#### EXERCISE
What you return must be the lines of the data that hold the word "sendTo".

#### PROVIDED ENTRIES
┌──

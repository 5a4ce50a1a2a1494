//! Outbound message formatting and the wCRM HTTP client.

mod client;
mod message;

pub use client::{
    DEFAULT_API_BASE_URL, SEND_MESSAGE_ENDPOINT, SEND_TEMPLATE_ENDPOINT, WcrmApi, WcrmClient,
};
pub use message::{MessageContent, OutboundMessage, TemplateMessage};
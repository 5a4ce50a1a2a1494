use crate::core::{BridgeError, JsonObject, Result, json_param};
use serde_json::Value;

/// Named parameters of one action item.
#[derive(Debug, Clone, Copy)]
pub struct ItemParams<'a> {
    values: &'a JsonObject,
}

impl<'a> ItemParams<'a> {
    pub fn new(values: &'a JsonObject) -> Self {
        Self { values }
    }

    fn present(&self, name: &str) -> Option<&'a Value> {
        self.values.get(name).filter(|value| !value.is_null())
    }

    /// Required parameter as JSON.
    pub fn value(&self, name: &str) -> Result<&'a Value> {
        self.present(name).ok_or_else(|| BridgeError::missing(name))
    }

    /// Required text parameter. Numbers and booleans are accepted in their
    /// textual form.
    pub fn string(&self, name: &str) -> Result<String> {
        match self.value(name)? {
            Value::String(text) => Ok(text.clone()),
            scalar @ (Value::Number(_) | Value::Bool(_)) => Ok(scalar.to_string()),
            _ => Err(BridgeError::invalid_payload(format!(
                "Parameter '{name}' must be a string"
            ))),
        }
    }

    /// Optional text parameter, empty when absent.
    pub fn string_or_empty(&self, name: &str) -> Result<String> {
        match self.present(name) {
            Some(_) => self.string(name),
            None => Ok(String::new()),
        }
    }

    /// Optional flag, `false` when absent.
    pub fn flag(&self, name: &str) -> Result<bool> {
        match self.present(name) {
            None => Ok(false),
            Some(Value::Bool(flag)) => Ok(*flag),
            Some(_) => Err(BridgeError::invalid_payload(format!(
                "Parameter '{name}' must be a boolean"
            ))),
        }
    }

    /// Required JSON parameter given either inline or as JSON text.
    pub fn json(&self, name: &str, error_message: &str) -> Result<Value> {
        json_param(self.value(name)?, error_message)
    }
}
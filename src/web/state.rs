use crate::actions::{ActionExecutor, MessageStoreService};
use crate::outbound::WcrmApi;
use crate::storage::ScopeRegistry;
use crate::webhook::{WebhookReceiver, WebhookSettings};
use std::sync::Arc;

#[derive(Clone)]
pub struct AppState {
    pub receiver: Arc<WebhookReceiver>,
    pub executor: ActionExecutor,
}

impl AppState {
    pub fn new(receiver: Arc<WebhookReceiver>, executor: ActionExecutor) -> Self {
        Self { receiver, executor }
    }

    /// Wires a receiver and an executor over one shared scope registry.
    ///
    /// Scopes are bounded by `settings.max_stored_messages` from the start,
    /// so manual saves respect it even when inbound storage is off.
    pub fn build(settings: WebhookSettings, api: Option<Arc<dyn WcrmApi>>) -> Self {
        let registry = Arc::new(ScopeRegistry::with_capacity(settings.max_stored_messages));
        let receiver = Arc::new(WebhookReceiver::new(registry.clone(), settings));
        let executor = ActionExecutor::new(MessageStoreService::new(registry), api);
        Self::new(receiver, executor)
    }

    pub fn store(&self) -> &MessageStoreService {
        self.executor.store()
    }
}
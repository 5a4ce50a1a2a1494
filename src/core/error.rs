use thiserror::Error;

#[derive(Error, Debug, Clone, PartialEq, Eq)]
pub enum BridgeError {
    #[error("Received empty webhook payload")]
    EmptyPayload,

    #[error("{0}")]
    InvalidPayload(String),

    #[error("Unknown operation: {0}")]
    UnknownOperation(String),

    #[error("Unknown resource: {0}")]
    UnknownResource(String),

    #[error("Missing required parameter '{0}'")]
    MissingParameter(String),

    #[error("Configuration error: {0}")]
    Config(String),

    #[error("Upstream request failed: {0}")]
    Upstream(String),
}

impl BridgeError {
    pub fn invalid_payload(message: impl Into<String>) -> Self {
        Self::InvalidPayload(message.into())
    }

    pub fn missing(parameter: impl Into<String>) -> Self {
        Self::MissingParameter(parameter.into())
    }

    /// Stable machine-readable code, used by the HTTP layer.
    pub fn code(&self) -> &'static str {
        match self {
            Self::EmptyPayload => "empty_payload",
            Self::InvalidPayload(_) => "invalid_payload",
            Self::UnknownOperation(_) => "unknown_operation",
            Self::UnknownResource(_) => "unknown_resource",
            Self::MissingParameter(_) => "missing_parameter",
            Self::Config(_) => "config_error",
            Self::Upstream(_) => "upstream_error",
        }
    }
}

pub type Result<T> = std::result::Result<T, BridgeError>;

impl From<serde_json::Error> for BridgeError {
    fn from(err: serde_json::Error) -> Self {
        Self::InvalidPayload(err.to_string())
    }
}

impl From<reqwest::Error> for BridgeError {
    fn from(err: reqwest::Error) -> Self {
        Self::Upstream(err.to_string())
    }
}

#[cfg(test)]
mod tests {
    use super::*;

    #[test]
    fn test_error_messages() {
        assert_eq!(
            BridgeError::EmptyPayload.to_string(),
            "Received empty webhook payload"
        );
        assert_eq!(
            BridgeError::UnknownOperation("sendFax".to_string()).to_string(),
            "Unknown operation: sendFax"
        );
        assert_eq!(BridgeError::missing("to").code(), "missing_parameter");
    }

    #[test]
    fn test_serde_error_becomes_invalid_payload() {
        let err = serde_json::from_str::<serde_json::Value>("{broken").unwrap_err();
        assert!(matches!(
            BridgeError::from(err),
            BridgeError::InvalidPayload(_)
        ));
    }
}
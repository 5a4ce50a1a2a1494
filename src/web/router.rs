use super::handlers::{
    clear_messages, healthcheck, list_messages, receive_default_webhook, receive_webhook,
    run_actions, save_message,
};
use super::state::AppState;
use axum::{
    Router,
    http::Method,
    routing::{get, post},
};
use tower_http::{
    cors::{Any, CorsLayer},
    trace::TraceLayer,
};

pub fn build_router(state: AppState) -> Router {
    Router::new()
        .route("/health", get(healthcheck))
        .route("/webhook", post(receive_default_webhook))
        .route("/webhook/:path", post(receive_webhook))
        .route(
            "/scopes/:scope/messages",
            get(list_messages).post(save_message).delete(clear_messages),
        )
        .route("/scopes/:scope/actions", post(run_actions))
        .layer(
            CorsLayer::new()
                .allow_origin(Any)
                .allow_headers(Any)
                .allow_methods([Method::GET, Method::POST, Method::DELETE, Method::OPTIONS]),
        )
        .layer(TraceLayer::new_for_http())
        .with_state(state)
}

└──
┌──

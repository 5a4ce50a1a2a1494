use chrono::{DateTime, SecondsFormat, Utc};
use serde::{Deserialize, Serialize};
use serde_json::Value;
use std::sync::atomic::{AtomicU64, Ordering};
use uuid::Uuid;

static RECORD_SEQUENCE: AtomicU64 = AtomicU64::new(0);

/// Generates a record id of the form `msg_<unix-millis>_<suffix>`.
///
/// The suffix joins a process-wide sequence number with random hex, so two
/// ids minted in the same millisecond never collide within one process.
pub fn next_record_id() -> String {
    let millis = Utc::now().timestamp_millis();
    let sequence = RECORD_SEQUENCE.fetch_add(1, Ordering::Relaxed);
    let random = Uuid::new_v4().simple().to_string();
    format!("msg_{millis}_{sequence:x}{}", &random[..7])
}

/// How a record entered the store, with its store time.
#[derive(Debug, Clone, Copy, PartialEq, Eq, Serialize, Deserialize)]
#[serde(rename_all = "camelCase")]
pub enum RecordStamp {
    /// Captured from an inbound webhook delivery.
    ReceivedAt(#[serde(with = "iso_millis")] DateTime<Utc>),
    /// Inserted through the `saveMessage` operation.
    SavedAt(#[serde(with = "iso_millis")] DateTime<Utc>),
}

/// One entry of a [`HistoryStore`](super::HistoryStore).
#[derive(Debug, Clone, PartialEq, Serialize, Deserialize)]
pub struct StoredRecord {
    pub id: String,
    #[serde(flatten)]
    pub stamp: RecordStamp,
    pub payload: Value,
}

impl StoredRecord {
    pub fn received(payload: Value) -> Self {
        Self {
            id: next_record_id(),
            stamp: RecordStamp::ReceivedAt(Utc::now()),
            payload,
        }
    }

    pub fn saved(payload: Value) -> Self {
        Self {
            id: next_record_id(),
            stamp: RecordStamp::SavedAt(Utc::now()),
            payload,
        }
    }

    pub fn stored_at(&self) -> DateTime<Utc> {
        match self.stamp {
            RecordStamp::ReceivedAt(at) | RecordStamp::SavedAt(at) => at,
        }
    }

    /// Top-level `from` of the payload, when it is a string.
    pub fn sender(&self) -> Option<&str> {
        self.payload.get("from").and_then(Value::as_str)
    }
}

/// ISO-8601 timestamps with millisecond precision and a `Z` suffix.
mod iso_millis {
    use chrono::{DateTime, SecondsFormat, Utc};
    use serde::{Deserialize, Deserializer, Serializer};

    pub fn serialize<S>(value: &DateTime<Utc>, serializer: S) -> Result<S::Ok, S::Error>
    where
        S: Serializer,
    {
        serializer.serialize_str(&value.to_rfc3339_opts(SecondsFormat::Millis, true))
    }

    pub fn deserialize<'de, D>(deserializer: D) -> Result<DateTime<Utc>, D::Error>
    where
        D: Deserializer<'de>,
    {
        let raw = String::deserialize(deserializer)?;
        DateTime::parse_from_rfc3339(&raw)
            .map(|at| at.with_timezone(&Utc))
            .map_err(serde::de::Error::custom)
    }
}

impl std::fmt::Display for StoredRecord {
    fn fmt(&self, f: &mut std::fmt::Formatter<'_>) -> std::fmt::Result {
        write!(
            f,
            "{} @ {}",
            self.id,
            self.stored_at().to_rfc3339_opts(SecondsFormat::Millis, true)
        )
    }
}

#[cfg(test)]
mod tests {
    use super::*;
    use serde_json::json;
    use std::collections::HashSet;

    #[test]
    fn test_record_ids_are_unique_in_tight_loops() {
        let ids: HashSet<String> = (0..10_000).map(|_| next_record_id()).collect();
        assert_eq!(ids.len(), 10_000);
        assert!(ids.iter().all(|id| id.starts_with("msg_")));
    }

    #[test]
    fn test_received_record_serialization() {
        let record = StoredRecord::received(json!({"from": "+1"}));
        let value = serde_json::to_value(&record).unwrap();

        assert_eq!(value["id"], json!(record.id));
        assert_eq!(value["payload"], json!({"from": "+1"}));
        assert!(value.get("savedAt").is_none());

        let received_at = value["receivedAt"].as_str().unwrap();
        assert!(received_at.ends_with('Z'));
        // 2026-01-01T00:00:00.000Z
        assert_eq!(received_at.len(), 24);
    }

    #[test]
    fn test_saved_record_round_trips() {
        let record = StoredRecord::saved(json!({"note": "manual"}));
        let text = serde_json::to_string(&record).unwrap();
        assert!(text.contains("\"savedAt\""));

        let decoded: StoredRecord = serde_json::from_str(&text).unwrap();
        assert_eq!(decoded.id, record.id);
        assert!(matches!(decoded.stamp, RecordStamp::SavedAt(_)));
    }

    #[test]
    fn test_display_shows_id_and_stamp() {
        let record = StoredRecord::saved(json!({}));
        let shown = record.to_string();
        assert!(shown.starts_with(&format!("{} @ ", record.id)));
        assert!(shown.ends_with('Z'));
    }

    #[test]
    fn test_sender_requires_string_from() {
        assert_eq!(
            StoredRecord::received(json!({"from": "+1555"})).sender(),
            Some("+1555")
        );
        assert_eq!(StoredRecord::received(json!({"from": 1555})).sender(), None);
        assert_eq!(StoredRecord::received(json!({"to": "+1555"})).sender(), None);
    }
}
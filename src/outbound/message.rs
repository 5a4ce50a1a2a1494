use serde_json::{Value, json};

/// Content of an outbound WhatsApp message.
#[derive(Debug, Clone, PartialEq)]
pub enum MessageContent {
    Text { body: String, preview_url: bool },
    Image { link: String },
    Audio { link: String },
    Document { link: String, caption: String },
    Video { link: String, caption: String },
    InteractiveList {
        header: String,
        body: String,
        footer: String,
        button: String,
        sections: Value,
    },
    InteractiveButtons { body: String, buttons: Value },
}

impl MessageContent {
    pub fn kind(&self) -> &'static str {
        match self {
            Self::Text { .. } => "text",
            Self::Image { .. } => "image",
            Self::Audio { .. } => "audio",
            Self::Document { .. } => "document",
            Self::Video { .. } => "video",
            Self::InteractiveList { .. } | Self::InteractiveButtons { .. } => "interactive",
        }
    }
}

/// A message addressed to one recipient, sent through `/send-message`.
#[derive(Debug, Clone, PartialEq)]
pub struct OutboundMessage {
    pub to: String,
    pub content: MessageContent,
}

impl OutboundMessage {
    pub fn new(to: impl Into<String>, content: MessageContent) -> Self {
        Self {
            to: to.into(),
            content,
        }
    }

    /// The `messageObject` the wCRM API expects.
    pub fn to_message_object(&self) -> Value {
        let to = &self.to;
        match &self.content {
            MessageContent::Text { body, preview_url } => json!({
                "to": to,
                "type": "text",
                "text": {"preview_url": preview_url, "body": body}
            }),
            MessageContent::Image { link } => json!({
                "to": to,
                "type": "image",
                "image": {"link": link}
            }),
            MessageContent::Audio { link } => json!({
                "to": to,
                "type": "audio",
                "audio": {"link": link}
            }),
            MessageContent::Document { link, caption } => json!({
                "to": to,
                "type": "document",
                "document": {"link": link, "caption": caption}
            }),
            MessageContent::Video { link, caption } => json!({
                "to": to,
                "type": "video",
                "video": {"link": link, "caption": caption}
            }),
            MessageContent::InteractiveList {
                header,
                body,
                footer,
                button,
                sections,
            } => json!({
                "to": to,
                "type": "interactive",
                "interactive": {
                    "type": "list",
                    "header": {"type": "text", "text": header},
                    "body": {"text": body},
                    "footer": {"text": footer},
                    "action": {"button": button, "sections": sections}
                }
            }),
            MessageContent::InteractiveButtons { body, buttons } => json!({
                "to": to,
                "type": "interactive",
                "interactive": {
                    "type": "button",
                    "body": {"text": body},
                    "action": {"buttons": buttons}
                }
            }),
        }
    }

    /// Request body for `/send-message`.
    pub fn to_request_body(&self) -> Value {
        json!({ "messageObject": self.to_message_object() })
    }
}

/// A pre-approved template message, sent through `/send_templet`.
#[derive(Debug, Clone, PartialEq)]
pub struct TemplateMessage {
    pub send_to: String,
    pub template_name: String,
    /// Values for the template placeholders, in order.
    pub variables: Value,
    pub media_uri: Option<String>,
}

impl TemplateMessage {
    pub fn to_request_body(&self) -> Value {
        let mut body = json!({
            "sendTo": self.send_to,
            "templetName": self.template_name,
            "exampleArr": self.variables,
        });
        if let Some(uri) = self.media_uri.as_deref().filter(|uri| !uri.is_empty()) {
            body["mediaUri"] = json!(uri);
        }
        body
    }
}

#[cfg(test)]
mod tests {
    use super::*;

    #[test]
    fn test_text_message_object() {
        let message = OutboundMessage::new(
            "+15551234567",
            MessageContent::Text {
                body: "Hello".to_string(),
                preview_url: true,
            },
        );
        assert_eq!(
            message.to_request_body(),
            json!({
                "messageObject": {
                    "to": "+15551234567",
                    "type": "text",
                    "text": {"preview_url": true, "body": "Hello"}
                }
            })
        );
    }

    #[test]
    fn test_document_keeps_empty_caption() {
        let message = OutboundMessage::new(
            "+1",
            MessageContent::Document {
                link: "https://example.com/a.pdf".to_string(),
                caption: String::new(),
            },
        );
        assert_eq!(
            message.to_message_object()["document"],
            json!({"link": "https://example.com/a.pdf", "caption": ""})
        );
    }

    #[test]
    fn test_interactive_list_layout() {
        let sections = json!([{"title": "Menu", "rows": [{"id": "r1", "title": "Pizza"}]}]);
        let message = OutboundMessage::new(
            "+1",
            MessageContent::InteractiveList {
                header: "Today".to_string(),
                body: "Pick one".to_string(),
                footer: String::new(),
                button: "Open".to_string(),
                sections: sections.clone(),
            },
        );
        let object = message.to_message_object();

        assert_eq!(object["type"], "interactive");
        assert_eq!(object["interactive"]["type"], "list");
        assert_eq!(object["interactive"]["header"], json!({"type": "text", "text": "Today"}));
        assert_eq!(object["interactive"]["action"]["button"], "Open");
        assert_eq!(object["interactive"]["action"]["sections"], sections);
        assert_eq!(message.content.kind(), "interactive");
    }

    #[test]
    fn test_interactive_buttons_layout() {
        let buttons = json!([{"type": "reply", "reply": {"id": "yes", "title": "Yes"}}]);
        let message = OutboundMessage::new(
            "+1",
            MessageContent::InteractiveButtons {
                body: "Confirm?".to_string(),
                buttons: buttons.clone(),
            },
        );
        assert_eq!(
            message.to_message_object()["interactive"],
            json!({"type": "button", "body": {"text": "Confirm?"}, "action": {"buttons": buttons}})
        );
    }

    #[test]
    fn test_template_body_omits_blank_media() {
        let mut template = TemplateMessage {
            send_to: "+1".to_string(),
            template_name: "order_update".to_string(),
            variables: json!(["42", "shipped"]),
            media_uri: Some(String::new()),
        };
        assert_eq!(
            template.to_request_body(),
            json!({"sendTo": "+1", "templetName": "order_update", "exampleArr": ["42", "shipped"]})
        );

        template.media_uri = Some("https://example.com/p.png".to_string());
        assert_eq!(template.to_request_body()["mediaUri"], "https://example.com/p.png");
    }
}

└──

#### FINISHED TASK
            "sendTo": self.send_to,
            json!({"sendTo": "+1", "templetName": "order_update", "exampleArr": ["42", "shipped"]})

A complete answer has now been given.